How an Internet Marketer Influenced the Presidential Election
Meet Matt Oczkowski. He's an internet marketer turned data analyst who's currently the Head of Product at Cambridge Analytica.
If you were to ask Oczkowski what he specializes in he would say "I aim to develop products that focus on growth and mobilization – this means I spend most of my time trying to figure out what behavioral and emotional triggers move individuals to action and how to harness that energy online", per his LinkedIn background.
He's worked as a Digital Strategist and Digital Director on various political campaigns. While in school in 2008, he interned as an eCampaign intern for the Republican National Committee. His role included updating links and information on GOP.com and posting news and links to several different social networking tools.
Oczkowski's toolbox of skill has expanded greatly since early internships. He's certified in:
- MySQL 5
- Computing for Data Analysis
- Inbound Marketing
He's been endorsed for online marketing, digital strategy, social media, online advertising, political campaigns and public relations.
The impact that these skills can have in the political arena should not be underestimated. Anyone curious about the future of political campaigns should familiarize themselves with the roles of data analysis, internet marketing and digital strategy in politics.
The Trump Campaign Surprised Everyone - Especially Poll Experts
With only hours to go before the election results, a Reuters poll predicted a Clinton win with 90% certainty.The New York Times had Clinton at an 84% chance to win.
It was all but set in stone.
Rewind a few months back, Cambridge Analytica was hired to work for the Trump campaign.
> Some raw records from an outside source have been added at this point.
use crate::{
    body::{Body, BodyId},
    collision::{self, Merge},
    config::EngineConfig,
    error::{EngineError, Result},
    events::SimulationEvents,
    stepper::StepController,
    vector::Vector2,
};

use tracing::{debug, info, trace};

/// Owns the bodies and advances them under mutual gravity.
///
/// Two integration policies are offered:
/// - [`step`](Self::step) picks `dt` itself so that the largest displacement
///   stays inside the configured travel band. It never merges bodies.
/// - [`step_by`](Self::step_by) uses the caller's `dt` and merges overlapping
///   pairs before applying forces.
///
/// Every call either commits a whole tick or leaves the engine untouched.
pub struct SimulationEngine {
    /// Live bodies. Order is only meaningful for pair iteration.
    bodies: Vec<Body>,
    /// Step size used as the first guess of the next adaptive step.
    dt: f64,
    /// Next id to hand out. Ids are never reused.
    next_id: u64,
    /// Completed ticks, both policies.
    frame: usize,
    config: EngineConfig,
    controller: StepController,
    observers: Vec<Box<dyn SimulationEvents>>,
}

impl std::fmt::Debug for SimulationEngine {
    fn fmt(&self, f: &mut std::fmt::Formatter<'_>) -> std::fmt::Result {
        f.debug_struct("SimulationEngine")
            .field("bodies", &self.bodies)
            .field("dt", &self.dt)
            .field("next_id", &self.next_id)
            .field("frame", &self.frame)
            .field("config", &self.config)
            .field("observers", &self.observers.len())
            .finish()
    }
}

impl Default for SimulationEngine {
    fn default() -> Self {
        Self::new()
    }
}

impl SimulationEngine {
    pub fn new() -> Self {
        Self::build(EngineConfig::default())
    }

    /// Creates an engine with custom tuning, rejecting invalid settings.
    pub fn with_config(config: EngineConfig) -> Result<Self> {
        config.validate()?;
        Ok(Self::build(config))
    }

    fn build(config: EngineConfig) -> Self {
        Self {
            bodies: Vec::new(),
            dt: config.initial_dt,
            next_id: 0,
            frame: 0,
            controller: StepController::from_config(&config),
            config,
            observers: Vec::new(),
        }
    }

    /// Registers a listener. Listeners are notified in registration order.
    pub fn add_events_observer(&mut self, observer: Box<dyn SimulationEvents>) {
        self.observers.push(observer);
    }

    /// Adds a body and returns the id stamped on it.
    pub fn add_object(&mut self, mut body: Body) -> Result<BodyId> {
        if let Some(reason) = body.invalid_reason() {
            return Err(EngineError::InvalidBody(reason));
        }

        let id = BodyId(self.next_id);
        self.next_id += 1;
        body.set_id(id);
        self.bodies.push(body);

        debug!(%id, mass = body.mass(), radius = body.radius(), "body added");
        for observer in &mut self.observers {
            observer.object_created(id, &body);
        }

        Ok(id)
    }

    /// Advances every body by exactly `dt`, merging overlapping pairs.
    pub fn step_by(&mut self, dt: f64) -> Result<()> {
        let mut bodies = self.bodies.clone();
        let merges = self.controller.step_by(&mut bodies, dt)?;

        self.bodies = bodies;
        self.frame += 1;

        self.notify_merges(&merges);
        self.notify_updated();
        Ok(())
    }

    /// Advances every body by an adaptively chosen step and returns it.
    ///
    /// With no bodies this is a no-op returning the current step size.
    pub fn step(&mut self) -> Result<f64> {
        if self.bodies.is_empty() {
            return Ok(self.dt);
        }

        let trial = self.controller.adapt(&self.bodies, self.dt)?;
        trial.commit(&mut self.bodies);
        self.dt = trial.dt;
        self.frame += 1;

        trace!(frame = self.frame, dt = self.dt, travel = trial.max_travel, "adaptive step committed");
        self.notify_updated();
        Ok(trial.dt)
    }

    /// Merges every overlapping pair without advancing time.
    ///
    /// Returns the number of merges performed.
    pub fn check_for_collisions(&mut self) -> usize {
        let merges = collision::resolve_overlaps(&mut self.bodies);
        self.notify_merges(&merges);
        merges.len()
    }

    /// Live bodies, in iteration order.
    pub fn objects(&self) -> &[Body] {
        &self.bodies
    }

    pub fn find(&self, id: BodyId) -> Option<&Body> {
        self.bodies.iter().find(|b| b.id() == id)
    }

    pub fn len(&self) -> usize {
        self.bodies.len()
    }

    pub fn is_empty(&self) -> bool {
        self.bodies.is_empty()
    }

    /// Current step size; the starting guess of the next [`step`](Self::step).
    pub fn dt(&self) -> f64 {
        self.dt
    }

    pub fn frame(&self) -> usize {
        self.frame
    }

    pub fn config(&self) -> &EngineConfig {
        &self.config
    }

    /// Sum of all body masses; unchanged by merges.
    pub fn total_mass(&self) -> f64 {
        self.bodies.iter().map(Body::mass).sum()
    }

    /// Sum of `m·v` over live bodies.
    ///
    /// Not conserved across merges: the survivor keeps its own velocity.
    pub fn total_momentum(&self) -> Vector2 {
        self.bodies
            .iter()
            .fold(Vector2::zero(), |acc, b| acc + b.momentum())
    }

    fn notify_merges(&mut self, merges: &[Merge]) {
        for m in merges {
            info!(
                heavier = %m.heavier.id(),
                lighter = %m.lighter.id(),
                mass = m.heavier.mass(),
                radius = m.heavier.radius(),
                "bodies merged"
            );
            for observer in &mut self.observers {
                observer.objects_collided(&m.heavier, &m.lighter);
                observer.object_annihilated(&m.lighter);
            }
        }
    }

    fn notify_updated(&mut self) {
        for body in &self.bodies {
            for observer in &mut self.observers {
                observer.object_updated(body.id(), body);
            }
        }
    }
}
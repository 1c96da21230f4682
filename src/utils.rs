use crate::body::Body;
use crate::config::G;
use crate::vector::Vector2;

/// Generates `n` bodies on circular orbits in a disc around a heavy centre.
///
/// - Body 0 is the central mass `central_mass` at the origin, at rest.
/// - The others are spread uniformly by area between `inner_radius` and an
///   outer radius growing with `sqrt(n)`.
/// - Orbital speeds use the mass enclosed by each orbit: `v = sqrt(G·M / r)`.
///
/// The same `seed` always produces the same bodies.
pub fn uniform_disc(n: usize, central_mass: f64, inner_radius: f64, seed: u64) -> Vec<Body> {
    let mut rng = fastrand::Rng::with_seed(seed);
    let outer_radius = inner_radius * 4.0 * (n.max(1) as f64).sqrt();

    let mut bodies: Vec<Body> = Vec::with_capacity(n);
    if n == 0 {
        return bodies;
    }
    bodies.push(Body::new(0.0, 0.0, central_mass, inner_radius * 0.1));

    let satellite_mass = central_mass * 1e-6;
    while bodies.len() < n {
        let a = rng.f64() * std::f64::consts::TAU;
        let (sin, cos) = a.sin_cos();

        // uniform in area between the two radii
        let t = inner_radius / outer_radius;
        let r = (rng.f64() * (1.0 - t * t) + t * t).sqrt() * outer_radius;

        bodies.push(Body::new(cos * r, sin * r, satellite_mass, 1.0).with_velocity(sin, -cos));
    }

    // closest first, so the enclosed mass can be accumulated
    bodies.sort_by(|a, b| a.pos().mag_sq().total_cmp(&b.pos().mag_sq()));

    let mut enclosed = 0.0;
    for body in &mut bodies {
        enclosed += body.mass();
        if body.pos() == Vector2::zero() {
            continue;
        }
        let v = (G * enclosed / body.pos().mag()).sqrt();
        body.set_velocity(body.velocity() * v);
    }

    bodies
}
//! 2D vector type used for positions, velocities and forces.

/// Double precision 2D vector.
///
/// All arithmetic (`+`, `-`, unary `-`, `* f64`, `/ f64`) returns a new value.
pub type Vector2 = ultraviolet::DVec2;

/// Euclidean distance between two points.
#[inline]
pub fn distance(a: Vector2, b: Vector2) -> f64 {
    (a - b).mag()
}

/// Unit vector pointing from `from` towards `to`.
///
/// Returns `None` when the two points coincide.
#[inline]
pub fn unit_vector(from: Vector2, to: Vector2) -> Option<Vector2> {
    let d = to - from;
    let dist = d.mag();
    if dist == 0.0 {
        return None;
    }
    Some(d / dist)
}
The company was focused on using behavioral science and sophisticated polling models that pulled real time data from a variety of sources to form actionable strategies.
According to an Oczkowsky interview with Bloomberg,
If he was going to win this election, it was going to be because of a Brexit-style mentality and a different demographic trend than other people were seeing.
Their data showed them that key ideologies of certain demographics could lay a path to a possible electorate victory. On the night of the election as votes were still being tallied Oczkowski tweeted out:
Lower African American turnout, coupled with not enough Hispanic turnout to make up the difference, and an increase in rural voters = win
— Matt Oczkowski (@MattOczkowski) November 9, 2016
How Data was Used to Shape the Advertising of the Trump Campaign
Cambridge Analytica was pulling data from a variety of sources. According to Mashable these included social media, credit card histories, voting records, consumer data, purchase history, supermarket loyalty schemes, phone calls, field operatives, Facebook surveys and TV watching habits.
In the Mashable article Oczkowski attributes their advantage over other polling companies to
how quickly we were able to react by updating models to take into account where the demographic is shifting.
Having real time data is that is more accurate than competitors can be incredibly useful, especially when combined with targeted advertising.
Targeted advertising is heavily used by internet marketers. Everything from the duration of time you spend on a specific web page, the content of those pages and your clicks on that web page is tracked (unless you opt out or disable cookies on your browser). This information is used to tailor advertisements to your specific interests.
relied largely on Facebook to match identities and target ads.
This strategy was hyper focused on states and specific issues identified by the data found by Cambridge Analytica. They may have spent less, but they achieved better results.
The Role of Internet Marketing, Data and SEO in Past Political Campaigns
These tactics aren't specific to the Trump campaign or the 2016 election cycle. They've been the bread and butter of political campaigns for years now.
NPR did an article on how Presidential Campaigns Harness the Powers of Search Engine Optimization. The piece focuses on the impact of SEO in Rick Santorum's 2012 presidential campaign, which was nearly derailed by an angered sex columnist, Dan Savage.
Savage created a vulgar website using Santorum's name, and through the power of SEO it outranked Santorum's own Campaign website.
In this instance, Santorum's campaign was pushed to employ Search Engine Optimization on the defensive. However, if a campaign can anticipate actionable keywords that voters are likely to search and rank for those terms it can heavily influence the voting population.